At issue is whether the public can rely on market forces to ensure adequate and stable fuels. The current industry structure, conflicting goals of different regulatory bodies with jurisdiction over the sector, and a history of inconsistent laws and regulations create a substantial bias against major capital investments in electricity power supply. Focused actions of individual states, the U.S. Congress, and federal agencies could mitigate that burden by reducing uncertainty and narrowing the risks facing investors. The U.S. public policy drift relating to power supply and diverse fuel sources, should it continue, does not bode well for consumers, the economy as a whole, or the credit prospects of the power sector.
Benefits of Diversity
Electricity consumers and the public in general benefit when electric power supply is secure and stable. Diverse fuel resources for power generation reduce the chance that embargoes, strikes, transportation constraints, or acts of war or unrest will disrupt power production.
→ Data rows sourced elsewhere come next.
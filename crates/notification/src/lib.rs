mod command;
mod model;
mod query;

pub use command::*;
pub use model::*;
pub use query::*;
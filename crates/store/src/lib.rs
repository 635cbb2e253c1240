//! Rewards store: catalog administration and the redemption protocol.
//! Redemption is the strictest path in the system: balance check, stock
//! check, debit, decrement and record creation are one optimistic
//! transaction.

mod command;
mod model;
mod query;

pub use command::*;
pub use model::*;
pub use query::*;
Fuel diversity and long-term supply contracts also reduce exposure to soaring costs of any single fuel.
Like buying insurance protection or hedging, fuel diversification entails an ongoing cost. In the short run, it will cost more to own and operate a portfolio of power resources that incorporates several fuels and technologies, including some that are not at the lowest short-run cost. But over the longer run, the added portfolio cost is an insurance premium that can reduce catastrophic risks of supply disruption or price spikes.
Currently, U.S. electricity production enjoys a reasonably diverse fuel base. In 2004, domestic coal supplies will produce approximately half of power output, and uranium and natural gas around 20 and 25 percent, respectively. Oil accounts for only about 3 percent of U.S. power production. But reliance on natural gas for power production is destined to grow over the next several years based on the existing hardware in the U.S. generation portfolio.
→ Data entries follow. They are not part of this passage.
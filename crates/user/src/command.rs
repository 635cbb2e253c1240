use chrono::Utc;
use serde_json::json;
use tracing::info;
use validator::Validate;

use clanhall_db::{DocumentStore, DocumentStoreExt, UpdateSpec, Write};
use clanhall_notification::{Notification, NotificationKind};
use clanhall_shared::{Actor, Error, Result, Role};

use crate::{PlayerClass, User};

/// Input for account registration. The id comes from the identity
/// provider, which already authenticated the caller.
#[derive(Validate)]
pub struct RegisterInput {
    #[validate(length(min = 1))]
    pub id: String,
    #[validate(email)]
    pub email: String,
    #[validate(length(min = 1, max = 25))]
    pub nick: String,
    pub class: PlayerClass,
    pub phone: String,
    pub whatsapp: String,
}

#[derive(Clone)]
pub struct Command<S> {
    store: S,
}

impl<S: DocumentStore> Command<S> {
    pub fn new(store: S) -> Self {
        Self { store }
    }

    /// Create the account in `pending` state with an empty balance. Admins
    /// rule on it later via [`approve`](Self::approve) or
    /// [`reject`](Self::reject).
    pub async fn register(&self, input: RegisterInput) -> Result<()> {
        input.validate()?;

        let user = User {
            email: input.email,
            nick: input.nick,
            class: input.class,
            phone: input.phone,
            whatsapp: input.whatsapp,
            role: Role::Pending,
            pontos: 0,
            total_points_earned: Some(0),
            created_at: Utc::now(),
            approved_at: None,
            approved_by: None,
        };

        match self.store.create_doc(&input.id, &user).await {
            Err(Error::AlreadyExists(_)) => return Err(Error::AlreadyExists("user")),
            other => other?,
        }

        info!(user_id = %input.id, nick = %user.nick, "user registered, awaiting approval");

        Ok(())
    }

    /// Promote a pending account to member and notify the user, as one
    /// atomic batch.
    pub async fn approve(&self, actor: &Actor, user_id: &str) -> Result<()> {
        actor.require_admin()?;

        let user = self
            .store
            .get_doc::<User>(user_id)
            .await?
            .ok_or(Error::NotFound("user"))?;
        if user.data.role != Role::Pending {
            return Err(Error::InvalidTransition {
                from: user.data.role.to_string(),
                to: Role::Member.to_string(),
            });
        }

        let now = Utc::now();
        let notification = Notification::new(
            user_id,
            NotificationKind::Approval,
            "Registration approved",
            format!("Welcome to the clan, {}!", user.data.nick),
            now,
        );
        let (notify, _) = Write::add(&notification)?;

        self.store
            .batch(vec![
                Write::update::<User>(
                    user_id,
                    UpdateSpec::new()
                        .set("role", json!(Role::Member))
                        .set("approved_at", json!(now))
                        .set("approved_by", json!(actor.id)),
                ),
                notify,
            ])
            .await?;

        info!(user_id = %user_id, admin_id = %actor.id, "user approved");

        Ok(())
    }

    pub async fn reject(&self, actor: &Actor, user_id: &str) -> Result<()> {
        actor.require_admin()?;

        let user = self
            .store
            .get_doc::<User>(user_id)
            .await?
            .ok_or(Error::NotFound("user"))?;
        if user.data.role != Role::Pending {
            return Err(Error::InvalidTransition {
                from: user.data.role.to_string(),
                to: Role::Rejected.to_string(),
            });
        }

        self.store
            .update_doc::<User>(user_id, UpdateSpec::new().set("role", json!(Role::Rejected)))
            .await?;

        info!(user_id = %user_id, admin_id = %actor.id, "user rejected");

        Ok(())
    }

    pub async fn promote(&self, actor: &Actor, user_id: &str) -> Result<()> {
        self.change_role(actor, user_id, Role::Member, Role::Admin).await
    }

    pub async fn demote(&self, actor: &Actor, user_id: &str) -> Result<()> {
        self.change_role(actor, user_id, Role::Admin, Role::Member).await
    }

    async fn change_role(&self, actor: &Actor, user_id: &str, from: Role, to: Role) -> Result<()> {
        actor.require_admin()?;

        let user = self
            .store
            .get_doc::<User>(user_id)
            .await?
            .ok_or(Error::NotFound("user"))?;
        if user.data.role != from {
            return Err(Error::InvalidTransition {
                from: user.data.role.to_string(),
                to: to.to_string(),
            });
        }

        self.store
            .update_doc::<User>(user_id, UpdateSpec::new().set("role", json!(to)))
            .await?;

        info!(user_id = %user_id, admin_id = %actor.id, role = %to, "role changed");

        Ok(())
    }

    /// Hard delete. Only explicit admin removal ever deletes a user
    /// document.
    pub async fn remove(&self, actor: &Actor, user_id: &str) -> Result<()> {
        actor.require_admin()?;

        if self.store.get_doc::<User>(user_id).await?.is_none() {
            return Err(Error::NotFound("user"));
        }

        self.store.delete_doc::<User>(user_id).await?;

        info!(user_id = %user_id, admin_id = %actor.id, "user removed");

        Ok(())
    }
}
Fuels Outlook: Rising Dependence on Gas
The big three fuel sources for the immediate future remain coal, natural gas, and uranium (). While coal is the largest single-fuel source for power generation in the United States, natural gas is the fuel that is taking share, for the reasons explained below.
Roughly 200,000 MW of new power plant capacity was added in the United States between 2000 and 2004 to the 1999 capacity base of 903,000 MW. More than 94 percent of the incremental capacity built was natural-gas fueled ().
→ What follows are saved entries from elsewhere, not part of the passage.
use std::collections::HashMap;
use std::sync::{Arc, Mutex, MutexGuard};

use async_trait::async_trait;
use serde_json::{Map, Value};
use ulid::Ulid;

use crate::{DocumentStore, Query, RawDocument, ReadGuard, UpdateSpec, Write};
use clanhall_shared::{Error, Result};

#[derive(Debug, Clone)]
struct Entry {
    fields: Map<String, Value>,
    version: i64,
}

type Docs = HashMap<(String, String), Entry>;

/// In-memory backend. Single mutex, every write set applied under one
/// critical section, so batches and commits are trivially atomic.
#[derive(Debug, Clone, Default)]
pub struct MemoryStore {
    inner: Arc<Mutex<Docs>>,
}

impl MemoryStore {
    pub fn new() -> Self {
        Self::default()
    }

    fn lock(&self) -> Result<MutexGuard<'_, Docs>> {
        self.inner
            .lock()
            .map_err(|_| Error::Store("memory store mutex poisoned".to_string()))
    }

    fn check_and_apply(docs: &mut Docs, reads: &[ReadGuard], writes: Vec<Write>) -> Result<()> {
        for read in reads {
            let current = docs
                .get(&(read.collection.clone(), read.id.clone()))
                .map(|entry| entry.version)
                .unwrap_or(0);
            if current != read.version {
                return Err(Error::Conflict);
            }
        }

        // validate the whole write set before touching anything, so a
        // failed batch leaves no partial state behind; later writes may
        // target documents created earlier in the same set
        let mut created: Vec<(String, String)> = Vec::new();
        for write in &writes {
            match write {
                Write::Create { collection, id, .. } => {
                    let key = (collection.clone(), id.clone());
                    if docs.contains_key(&key) || created.contains(&key) {
                        return Err(Error::Conflict);
                    }
                    created.push(key);
                }
                Write::Update { collection, id, .. } => {
                    let key = (collection.clone(), id.clone());
                    if !docs.contains_key(&key) && !created.contains(&key) {
                        return Err(Error::NotFound("document"));
                    }
                }
                Write::Delete { .. } => {}
            }
        }

        for write in writes {
            match write {
                Write::Create {
                    collection,
                    id,
                    fields,
                } => {
                    docs.insert((collection, id), Entry { fields, version: 1 });
                }
                Write::Update {
                    collection,
                    id,
                    spec,
                } => {
                    if let Some(entry) = docs.get_mut(&(collection, id)) {
                        spec.apply(&mut entry.fields);
                        entry.version += 1;
                    }
                }
                Write::Delete { collection, id } => {
                    docs.remove(&(collection, id));
                }
            }
        }

        Ok(())
    }
}

#[async_trait]
impl DocumentStore for MemoryStore {
    async fn get(&self, collection: &str, id: &str) -> Result<Option<RawDocument>> {
        let docs = self.lock()?;

        Ok(docs
            .get(&(collection.to_string(), id.to_string()))
            .map(|entry| RawDocument {
                id: id.to_string(),
                fields: entry.fields.clone(),
            }))
    }

    async fn get_versioned(
        &self,
        collection: &str,
        id: &str,
    ) -> Result<(Option<RawDocument>, i64)> {
        let docs = self.lock()?;

        Ok(
            match docs.get(&(collection.to_string(), id.to_string())) {
                Some(entry) => (
                    Some(RawDocument {
                        id: id.to_string(),
                        fields: entry.fields.clone(),
                    }),
                    entry.version,
                ),
                None => (None, 0),
            },
        )
    }

    async fn query(&self, collection: &str, query: &Query) -> Result<Vec<RawDocument>> {
        let docs = self.lock()?;

        let snapshot: Vec<RawDocument> = docs
            .iter()
            .filter(|((c, _), _)| c == collection)
            .map(|((_, id), entry)| RawDocument {
                id: id.clone(),
                fields: entry.fields.clone(),
            })
            .collect();

        Ok(query.apply(snapshot))
    }

    async fn add(&self, collection: &str, fields: Map<String, Value>) -> Result<String> {
        let id = Ulid::new().to_string();
        self.create(collection, &id, fields).await?;

        Ok(id)
    }

    async fn create(&self, collection: &str, id: &str, fields: Map<String, Value>) -> Result<()> {
        let write = Write::Create {
            collection: collection.to_string(),
            id: id.to_string(),
            fields,
        };

        match self.commit(Vec::new(), vec![write]).await {
            Err(Error::Conflict) => Err(Error::AlreadyExists("document")),
            other => other,
        }
    }

    async fn update(&self, collection: &str, id: &str, spec: UpdateSpec) -> Result<()> {
        let write = Write::Update {
            collection: collection.to_string(),
            id: id.to_string(),
            spec,
        };

        self.commit(Vec::new(), vec![write]).await
    }

    async fn delete(&self, collection: &str, id: &str) -> Result<()> {
        let write = Write::Delete {
            collection: collection.to_string(),
            id: id.to_string(),
        };

        self.commit(Vec::new(), vec![write]).await
    }

    async fn batch(&self, writes: Vec<Write>) -> Result<()> {
        self.commit(Vec::new(), writes).await
    }

    async fn commit(&self, reads: Vec<ReadGuard>, writes: Vec<Write>) -> Result<()> {
        let mut docs = self.lock()?;

        Self::check_and_apply(&mut docs, &reads, writes)
    }
}
use chrono::Utc;
use serde_json::json;
use tracing::info;
use validator::Validate;

use clanhall_db::{DocumentStore, UpdateSpec, run_transaction};
use clanhall_shared::{Actor, Error, Result};
use clanhall_user::User;

use crate::{ClanEvent, EventVote, vote_id};

#[derive(Validate)]
pub struct VoteInput {
    pub can_participate: bool,
    #[validate(length(max = 500))]
    pub comment: String,
}

impl<S: DocumentStore> super::Command<S> {
    /// Record or change a member's participation vote. The first vote on
    /// an event pays the event's voting award once; any later change is an
    /// update in place that moves no points in either direction. Returns
    /// whether this was the first vote.
    pub async fn confirm_vote(
        &self,
        actor: &Actor,
        event_id: &str,
        input: VoteInput,
    ) -> Result<bool> {
        actor.require_member()?;
        input.validate()?;

        let now = Utc::now();
        let id = vote_id(event_id, &actor.id);

        let first_vote = run_transaction(&self.store, async |txn| {
            let event = txn
                .get::<ClanEvent>(event_id)
                .await?
                .ok_or(Error::NotFound("event"))?;
            if !event.data.active {
                return Err(Error::NotFound("event"));
            }

            if txn.get::<EventVote>(&id).await?.is_some() {
                // the award flag is deliberately untouched here: changing
                // a vote must never re-award points
                txn.update::<EventVote>(
                    id.as_str(),
                    UpdateSpec::new()
                        .set("can_participate", json!(input.can_participate))
                        .set("comment", json!(input.comment))
                        .set("updated_at", json!(now)),
                );
                return Ok(false);
            }

            let points = event.data.points_for_voting;
            let vote = EventVote {
                event_id: event_id.to_string(),
                user_id: actor.id.clone(),
                user_name: actor.nick.clone(),
                can_participate: input.can_participate,
                comment: input.comment.clone(),
                voting_points_awarded: true,
                attended: None,
                attendance_points_awarded: false,
                attendance_confirmed_by: None,
                attendance_confirmed_at: None,
                created_at: now,
                updated_at: now,
            };
            txn.create(id.as_str(), &vote)?;

            if points > 0 {
                txn.update::<User>(
                    actor.id.as_str(),
                    UpdateSpec::new()
                        .increment("pontos", points)
                        .increment("total_points_earned", points),
                );
            }

            Ok(true)
        })
        .await?;

        info!(
            event_id,
            user_id = %actor.id,
            can_participate = input.can_participate,
            first_vote,
            "event vote recorded"
        );

        Ok(first_vote)
    }
}
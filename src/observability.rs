use anyhow::Result;
use tracing_subscriber::{EnvFilter, Layer, fmt, layer::SubscriberExt, util::SubscriberInitExt};

/// Initialize tracing: structured JSON in production, pretty console
/// elsewhere, with `RUST_LOG`-style filtering on top of the configured
/// level.
pub fn init_observability(log_level: &str) -> Result<()> {
    let env_filter =
        EnvFilter::try_from_default_env().unwrap_or_else(|_| EnvFilter::new(log_level));

    let is_production = std::env::var("ENVIRONMENT")
        .map(|env| env == "production")
        .unwrap_or(false);

    if is_production {
        tracing_subscriber::registry()
            .with(fmt::layer().json().with_filter(env_filter))
            .try_init()?;
    } else {
        tracing_subscriber::registry()
            .with(
                fmt::layer()
                    .with_target(true)
                    .with_filter(env_filter),
            )
            .try_init()?;
    }

    tracing::info!(log_level, "observability initialized");

    Ok(())
}
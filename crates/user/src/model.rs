use chrono::{DateTime, Utc};
use serde::{Deserialize, Serialize};
use strum::{AsRefStr, Display, EnumString};

use clanhall_db::Document;
use clanhall_shared::Role;

/// In-game class of a clan member.
#[derive(
    Serialize,
    Deserialize,
    EnumString,
    Display,
    AsRefStr,
    Clone,
    Copy,
    Debug,
    PartialEq,
    Eq,
)]
#[serde(rename_all = "snake_case")]
#[strum(serialize_all = "snake_case")]
pub enum PlayerClass {
    Warrior,
    Archer,
    Mage,
    Priest,
    Barbarian,
    Arcanist,
    Mystic,
    Sorceress,
    Mercenary,
    Spiritualist,
}

/// A clan member. The document id is the identity-provider uid, so there
/// is exactly one document per account.
///
/// `pontos` is the spendable balance; `total_points_earned` counts every
/// point ever awarded and never decreases. Legacy documents predate the
/// counter, which is why it is optional here (see the reconciliation
/// routine in clanhall-ledger).
#[derive(Serialize, Deserialize, Clone, Debug)]
pub struct User {
    pub email: String,
    pub nick: String,
    pub class: PlayerClass,
    pub phone: String,
    pub whatsapp: String,
    pub role: Role,
    pub pontos: i64,
    #[serde(default, skip_serializing_if = "Option::is_none")]
    pub total_points_earned: Option<i64>,
    pub created_at: DateTime<Utc>,
    #[serde(default, skip_serializing_if = "Option::is_none")]
    pub approved_at: Option<DateTime<Utc>>,
    #[serde(default, skip_serializing_if = "Option::is_none")]
    pub approved_by: Option<String>,
}

impl Document for User {
    const COLLECTION: &'static str = "users";
}
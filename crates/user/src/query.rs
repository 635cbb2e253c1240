use clanhall_db::{DocumentStore, DocumentStoreExt, Filter, Query as DocQuery, Stored};
use clanhall_shared::{Result, Role};

use crate::User;

#[derive(Clone)]
pub struct Query<S> {
    store: S,
}

impl<S: DocumentStore> Query<S> {
    pub fn new(store: S) -> Self {
        Self { store }
    }

    pub async fn get(&self, user_id: &str) -> Result<Option<Stored<User>>> {
        self.store.get_doc::<User>(user_id).await
    }

    pub async fn pending(&self) -> Result<Vec<Stored<User>>> {
        self.store
            .find::<User>(&DocQuery::new().filter(Filter::eq("role", Role::Pending.as_ref())))
            .await
    }

    /// Approved members for the roster and ranking pages: admins first,
    /// then by balance, richest on top.
    pub async fn ranked_members(&self) -> Result<Vec<Stored<User>>> {
        let mut members = self
            .store
            .find::<User>(&DocQuery::new().filter(Filter::is_in(
                "role",
                [Role::Member.as_ref(), Role::Admin.as_ref()],
            )))
            .await?;

        members.sort_by(|a, b| {
            let a_admin = a.data.role == Role::Admin;
            let b_admin = b.data.role == Role::Admin;
            b_admin
                .cmp(&a_admin)
                .then_with(|| b.data.pontos.cmp(&a.data.pontos))
        });

        Ok(members)
    }
}
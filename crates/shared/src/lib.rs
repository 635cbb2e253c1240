mod actor;
mod date;
mod error;

pub use actor::*;
pub use date::*;
pub use error::*;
Today, natural-gas-fueled generation constitutes 39 percent of generating capacity, up from 10 percent in 1999. But in many regional markets, the new natural gas plants are idle for 75 to 80 percent of the hours of the year.
The projected 2 percent per annum growth in power consumption in the coming six years will occasion greater usage of natural gas fuel, since gas-fired power plants make up the bulk of the unused capacity in most U.S. regions. For example, in parts of the Southeast and Midwest, new combined-cycle gas turbines (CCGTs) are expected to operate fewer than 20 percent of the annual hours in 2004, rising to an estimated 40 to 45 percent by 2010. Thus there will be a disproportionate increase in gas generation relative to the overall growth in power consumption.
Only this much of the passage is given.